[SUPPLIED MATERIAL — start]

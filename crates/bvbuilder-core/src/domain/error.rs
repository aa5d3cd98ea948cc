// ============================================================================
// domain/error.rs - DOMAIN ERRORS
// ============================================================================

use thiserror::Error;

/// Root domain error type.
///
/// All errors are:
/// - Cloneable (they travel through reports and retries)
/// - Categorizable (for CLI display)
/// - Actionable (provides suggestions)
#[derive(Debug, Error, Clone, PartialEq)]
pub enum DomainError {
    // ========================================================================
    // Validation Errors (400-level equivalent)
    // ========================================================================
    #[error("invalid resource name '{name}': {reason}")]
    InvalidResourceName { name: String, reason: String },

    #[error("invalid version segment '{version}': {reason}")]
    InvalidVersion { version: String, reason: String },

    #[error("invalid database name '{name}': {reason}")]
    InvalidDatabaseName { name: String, reason: String },

    #[error("unknown template '{0}'")]
    UnknownTemplate(String),

    #[error("unknown artifact kind '{0}'")]
    UnknownArtifactKind(String),

    #[error("unknown flavor '{0}'")]
    UnknownFlavor(String),

    // ========================================================================
    // Template Errors
    // ========================================================================
    #[error("template '{template_id}' has no content")]
    EmptyTemplate { template_id: String },

    #[error("template '{template_id}' left placeholder {{{{{placeholder}}}}} unresolved")]
    UnresolvedPlaceholder {
        template_id: String,
        placeholder: String,
    },
}

impl DomainError {
    /// Get user-actionable suggestions for fixing this error.
    pub fn suggestions(&self) -> Vec<String> {
        match self {
            Self::InvalidResourceName { .. } => vec![
                "Resource names start with a letter".into(),
                "Use only ASCII letters, digits and underscores".into(),
                "Examples: product, orderItem, blog_post".into(),
            ],
            Self::InvalidVersion { .. } => vec![
                "Version segments look like v1, v2 or v2.1".into(),
                "Use only ASCII letters, digits, '.', '_' and '-'".into(),
            ],
            Self::InvalidDatabaseName { .. } => vec![
                "Database names start with a letter".into(),
                "Use only ASCII letters, digits, '_', '-' and '$'".into(),
            ],
            Self::UnknownTemplate(_) | Self::UnknownArtifactKind(_) | Self::UnknownFlavor(_) => {
                vec![
                    "Template files are named <kind>.<flavor>.tmpl".into(),
                    "Kinds: model, controller, route; flavors: basic, crud".into(),
                    "Run 'bvbuilder list' to see the available templates".into(),
                ]
            }
            Self::EmptyTemplate { template_id } => vec![
                format!("Template '{}' is empty", template_id),
                "Fix or remove the override file and try again".into(),
            ],
            Self::UnresolvedPlaceholder { placeholder, .. } => vec![
                format!("'{{{{{}}}}}' is not a known placeholder", placeholder),
                "Known placeholders: NAME, CLASS_NAME, PLURAL_NAME, TABLE_NAME, \
                 CLASS_PLURAL, VERSION, AUTH_IMPORT, AUTH_MIDDLEWARE"
                    .into(),
            ],
        }
    }

    /// Error category for CLI display styling.
    pub fn category(&self) -> ErrorCategory {
        match self {
            Self::InvalidResourceName { .. }
            | Self::InvalidVersion { .. }
            | Self::InvalidDatabaseName { .. } => ErrorCategory::Validation,
            Self::UnknownTemplate(_) | Self::UnknownArtifactKind(_) | Self::UnknownFlavor(_) => {
                ErrorCategory::NotFound
            }
            Self::EmptyTemplate { .. } | Self::UnresolvedPlaceholder { .. } => {
                ErrorCategory::Internal
            }
        }
    }
}

#[derive(Debug, Clone, Copy, PartialEq, Eq)]
pub enum ErrorCategory {
    Validation,
    NotFound,
    Internal,
}
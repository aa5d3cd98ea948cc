//! Local filesystem adapter using std::fs.

use std::io;
use std::path::Path;

use bvbuilder_core::{
    application::{ApplicationError, ports::Filesystem},
    error::{BvError, BvResult},
};

/// Production filesystem implementation using `std::fs`.
#[derive(Debug, Clone, Copy)]
pub struct LocalFilesystem;

impl LocalFilesystem {
    /// Create a new local filesystem adapter.
    pub fn new() -> Self {
        Self
    }
}

impl Default for LocalFilesystem {
    fn default() -> Self {
        Self::new()
    }
}

impl Filesystem for LocalFilesystem {
    fn create_dir_all(&self, path: &Path) -> BvResult<()> {
        std::fs::create_dir_all(path).map_err(|e| map_io_error(path, e, "create directory"))
    }

    fn write_file(&self, path: &Path, content: &str) -> BvResult<()> {
        std::fs::write(path, content).map_err(|e| map_io_error(path, e, "write file"))
    }

    fn read_to_string(&self, path: &Path) -> BvResult<String> {
        std::fs::read_to_string(path).map_err(|e| map_io_error(path, e, "read file"))
    }

    fn exists(&self, path: &Path) -> bool {
        path.exists()
    }
}

fn map_io_error(path: &Path, e: io::Error, operation: &str) -> BvError {
    ApplicationError::FilesystemError {
        path: path.to_path_buf(),
        reason: format!("Failed to {}: {}", operation, e),
    }
    .into()
}
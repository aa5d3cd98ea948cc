//! Driven (output) ports - implemented by infrastructure.
//!
//! These traits define what the application needs from external systems.
//! The `bvbuilder-adapters` crate provides implementations.

use std::path::Path;

use crate::domain::{DatabaseName, RenderContext, Template, TemplateId, TableSchema};
use crate::error::BvResult;

/// Port for filesystem operations.
///
/// Implemented by:
/// - `bvbuilder_adapters::filesystem::LocalFilesystem` (production)
/// - `bvbuilder_adapters::filesystem::MemoryFilesystem` (testing)
#[cfg_attr(test, mockall::automock)]
pub trait Filesystem: Send + Sync {
    /// Create a directory and all parent directories.
    fn create_dir_all(&self, path: &Path) -> BvResult<()>;

    /// Write content to a file, replacing whatever was there.
    fn write_file(&self, path: &Path, content: &str) -> BvResult<()>;

    /// Read a whole file as UTF-8.
    fn read_to_string(&self, path: &Path) -> BvResult<String>;

    /// Check if path exists.
    fn exists(&self, path: &Path) -> bool;
}

/// Port for skeleton lookup.
///
/// Implemented by `bvbuilder_adapters::template_store::InMemoryStore`, which
/// holds the built-ins and any overrides loaded at startup.
#[cfg_attr(test, mockall::automock)]
pub trait TemplateStore: Send + Sync {
    /// Get the skeleton for an id.
    fn get(&self, id: &TemplateId) -> BvResult<Template>;

    /// List every skeleton, ordered by id.
    fn list(&self) -> BvResult<Vec<Template>>;
}

/// Port for template rendering.
///
/// Implemented by `bvbuilder_adapters::renderer::SimpleRenderer`.
#[cfg_attr(test, mockall::automock)]
pub trait TemplateRenderer: Send + Sync {
    /// Substitute every placeholder in `template`.
    ///
    /// Fails when a placeholder survives substitution.
    fn render(&self, template: &Template, context: &RenderContext) -> BvResult<String>;
}

/// Port for best-effort table provisioning after a model is written.
///
/// Implementations open one connection per call and close it on every path.
#[cfg_attr(test, mockall::automock)]
pub trait SchemaProvisioner: Send + Sync {
    fn ensure_table(&self, schema: &TableSchema) -> BvResult<()>;
}

/// Port used by `init` to create the application database.
#[cfg_attr(test, mockall::automock)]
pub trait DatabaseBootstrapper: Send + Sync {
    /// Create `database` if absent, select it and run `script`.
    fn bootstrap(&self, database: &DatabaseName, script: &str) -> BvResult<()>;
}
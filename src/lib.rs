//! A small fixed-size worker pool that sorts batches of independent
//! sequences in place, parallelizing the recursive partition step of
//! quicksort itself rather than farming out one sequence per thread.
//!
//! How it works:
//! - Every pending subrange is a task in a queue shared by all workers.
//!   Partitioning a subrange either resolves it or feeds two smaller
//!   subranges back into the queue, so the workers are also the producers.
//! - An outstanding-task counter, updated under the same lock as its
//!   completion signal, tells the submitting thread when a batch with a
//!   recursively-discovered task count has drained to zero.
//! - Workers park while the queue is empty and are woken as work appears;
//!   poison tasks let each of them exit cleanly on shutdown without
//!   dropping queued work.
//!
//! The pool is reusable: once `sort_batch` returns, the next batch can be
//! submitted. Only one batch can be in flight at a time.

mod core;
mod partition;
mod sync;
mod task;
mod thread_pool;

pub use partition::{partition, sequential_sort, PartitionOutcome};
pub use thread_pool::{PoolBuilder, SortPool};

/// Errors surfaced by [`SortPool`].
///
/// A malformed task range is not represented here: it can only come from a
/// bug in task generation and aborts via an assertion instead of risking
/// silently corrupted data.
#[derive(Copy, Clone, Debug, PartialEq, Eq, thiserror::Error)]
pub enum Error {
    /// A batch was submitted while a previous one still had unresolved
    /// tasks. Recoverable: retry once the other submission returns.
    #[error("a previous batch has not finished yet")]
    BatchInProgress,
    /// The pool cannot do this in its current state, e.g. shutting down
    /// mid-batch or sorting after shutdown.
    #[error("invalid pool state for this operation")]
    InvalidState,
}
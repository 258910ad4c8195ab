//! The partition step of quicksort, three-way Hoare style.
//!
//! This is the only piece of the crate that touches element values. It is a
//! pure function over one mutable slice, so the worker threads can apply it
//! to disjoint subranges of the same sequence without coordination.

use std::ops::Range;

/// What happened to a subrange that was handed to [`partition`].
#[derive(Clone, Debug, PartialEq, Eq)]
pub enum PartitionOutcome {
    /// The range held at most two elements and is now sorted. No child
    /// ranges are produced.
    NotPivoted,
    /// The range was rearranged around a pivot. `left` and `right` are the
    /// child ranges, relative to the input slice. Both exclude the band of
    /// elements equal to the pivot sitting between them, which makes both
    /// strictly smaller than the input and guarantees that the recursion
    /// bottoms out even when every element is equal.
    Pivoted {
        left: Range<usize>,
        right: Range<usize>,
    },
}

/// Rearrange `elems` around a pivot, in place.
///
/// The pivot is the element at the midpoint index, picked before any swap.
/// On [`PartitionOutcome::Pivoted`], everything in the left child compares
/// strictly less than the pivot, everything in the right child strictly
/// greater, and the elements in between are equal to it and already in
/// their final position.
pub fn partition<T: Ord + Clone>(elems: &mut [T]) -> PartitionOutcome {
    if elems.len() <= 1 {
        return PartitionOutcome::NotPivoted;
    }
    if elems.len() == 2 {
        if elems[1] < elems[0] {
            elems.swap(0, 1);
        }
        return PartitionOutcome::NotPivoted;
    }

    // The pivot is held by value: the slot it came from moves around as
    // elements get swapped under the scan.
    let pivot = elems[elems.len() / 2].clone();

    // Invariant: elems[..l] is strictly smaller than the pivot, elems[r + 1..]
    // is strictly greater, and elems[l..i] is the band of equal elements.
    let mut l = 0;
    let mut r = elems.len() - 1;
    let mut i = 0;
    while i <= r {
        if elems[i] < pivot {
            elems.swap(i, l);
            l += 1;
            i += 1;
        } else if elems[i] > pivot {
            // r >= 1 here: the slot holding the pivot value is always within
            // elems[l..=r], so the window can't shrink to a single
            // greater-than-pivot element.
            elems.swap(i, r);
            r -= 1;
        } else {
            i += 1;
        }
    }

    PartitionOutcome::Pivoted {
        left: 0..l,
        right: r + 1..elems.len(),
    }
}

/// Recursive single-threaded partition sort.
///
/// The concurrent pool never calls this. It exists as the reference the
/// pool's output is checked against, built on the same partition step.
pub fn sequential_sort<T: Ord + Clone>(elems: &mut [T]) {
    match partition(elems) {
        PartitionOutcome::NotPivoted => {}
        PartitionOutcome::Pivoted { left, right } => {
            sequential_sort(&mut elems[left]);
            sequential_sort(&mut elems[right]);
        }
    }
}

#[cfg(test)]
mod tests {
    use super::*;

    // Checks the three-way postcondition without assuming which element
    // ended up as the pivot.
    fn check_pivoted(elems: &[i32], left: &Range<usize>, right: &Range<usize>) {
        assert!(left.start == 0 && right.end == elems.len());
        assert!(
            left.end < right.start,
            "the equal-to-pivot band must be non-empty: {:?} {:?}",
            left,
            right
        );
        let pivot = &elems[left.end];
        for v in &elems[left.clone()] {
            assert!(v < pivot);
        }
        for v in &elems[left.end..right.start] {
            assert!(v == pivot);
        }
        for v in &elems[right.clone()] {
            assert!(v > pivot);
        }
        // Both children are strictly smaller than the input, so the
        // recursion terminates.
        assert!(left.len() < elems.len());
        assert!(right.len() < elems.len());
    }

    #[test]
    fn tiny_ranges_are_terminal() {
        let mut empty: [i32; 0] = [];
        assert_eq!(partition(&mut empty), PartitionOutcome::NotPivoted);

        let mut one = [7];
        assert_eq!(partition(&mut one), PartitionOutcome::NotPivoted);
        assert_eq!(one, [7]);

        let mut pair = [9, 4];
        assert_eq!(partition(&mut pair), PartitionOutcome::NotPivoted);
        assert_eq!(pair, [4, 9]);

        let mut sorted_pair = [4, 9];
        assert_eq!(partition(&mut sorted_pair), PartitionOutcome::NotPivoted);
        assert_eq!(sorted_pair, [4, 9]);
    }

    #[test]
    fn splits_around_the_midpoint_pivot() {
        let mut elems = [5, 1, 3, 8, 2, 9, 3];
        match partition(&mut elems) {
            PartitionOutcome::Pivoted { left, right } => check_pivoted(&elems, &left, &right),
            other => panic!("expected a split, got {:?}", other),
        }
    }

    #[test]
    fn equal_elements_collapse_into_the_band() {
        let mut elems = [5; 64];
        match partition(&mut elems) {
            PartitionOutcome::Pivoted { left, right } => {
                assert_eq!(left, 0..0);
                assert_eq!(right, 64..64);
            }
            other => panic!("expected a split, got {:?}", other),
        }
        assert_eq!(elems, [5; 64]);
    }

    #[test]
    fn duplicates_mixed_with_distinct_values() {
        let inputs: &[&[i32]] = &[
            &[2, 1, 3, 1, 2, 3, 2],
            &[1, 1, 1, 2],
            &[3, 2, 1],
            &[10, -3, 10, -3, 10, 0],
            &[0, 0, 1, 0, 0],
        ];
        for input in inputs {
            let mut elems = input.to_vec();
            match partition(&mut elems) {
                PartitionOutcome::Pivoted { left, right } => {
                    check_pivoted(&elems, &left, &right)
                }
                other => panic!("expected a split for {:?}, got {:?}", input, other),
            }
            let mut sorted = input.to_vec();
            sorted.sort();
            elems.sort();
            assert_eq!(elems, sorted, "partition lost or duplicated elements");
        }
    }

    #[test]
    fn sequential_sort_matches_std_sort() {
        use rand::rngs::StdRng;
        use rand::{Rng, SeedableRng};

        let mut rng = StdRng::seed_from_u64(42);
        for len in [0, 1, 2, 3, 10, 100, 1000] {
            let mut elems: Vec<i32> = (0..len).map(|_| rng.gen_range(-50..50)).collect();
            let mut expected = elems.clone();
            expected.sort();
            sequential_sort(&mut elems);
            assert_eq!(elems, expected);
        }

        let mut equal = vec![3u8; 1000];
        sequential_sort(&mut equal);
        assert_eq!(equal, vec![3u8; 1000]);
    }

    #[test]
    fn sequential_sort_is_idempotent() {
        let mut elems: Vec<i32> = (0..100).collect();
        sequential_sort(&mut elems);
        assert_eq!(elems, (0..100).collect::<Vec<i32>>());
    }
}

[SUPPLIED MATERIAL — finish]

YOUR INSTRUCTIONS:
Look back at the entries above. Retype the line with "the reference the", the line with "assert_eq!(partition(&mut pair), PartitionOutcome::NotPivoted);", and all lines in between.

SOLUTION:
/// The concurrent pool never calls this. It exists as the reference the
/// pool's output is checked against, built on the same partition step.
pub fn sequential_sort<T: Ord + Clone>(elems: &mut [T]) {
    match partition(elems) {
        PartitionOutcome::NotPivoted => {}
        PartitionOutcome::Pivoted { left, right } => {
            sequential_sort(&mut elems[left]);
            sequential_sort(&mut elems[right]);
        }
    }
}

#[cfg(test)]
mod tests {
    use super::*;

    // Checks the three-way postcondition without assuming which element
    // ended up as the pivot.
    fn check_pivoted(elems: &[i32], left: &Range<usize>, right: &Range<usize>) {
        assert!(left.start == 0 && right.end == elems.len());
        assert!(
            left.end < right.start,
            "the equal-to-pivot band must be non-empty: {:?} {:?}",
            left,
            right
        );
        let pivot = &elems[left.end];
        for v in &elems[left.clone()] {
            assert!(v < pivot);
        }
        for v in &elems[left.end..right.start] {
            assert!(v == pivot);
        }
        for v in &elems[right.clone()] {
            assert!(v > pivot);
        }
        // Both children are strictly smaller than the input, so the
        // recursion terminates.
        assert!(left.len() < elems.len());
        assert!(right.len() < elems.len());
    }

    #[test]
    fn tiny_ranges_are_terminal() {
        let mut empty: [i32; 0] = [];
        assert_eq!(partition(&mut empty), PartitionOutcome::NotPivoted);

        let mut one = [7];
        assert_eq!(partition(&mut one), PartitionOutcome::NotPivoted);
        assert_eq!(one, [7]);

        let mut pair = [9, 4];
        assert_eq!(partition(&mut pair), PartitionOutcome::NotPivoted);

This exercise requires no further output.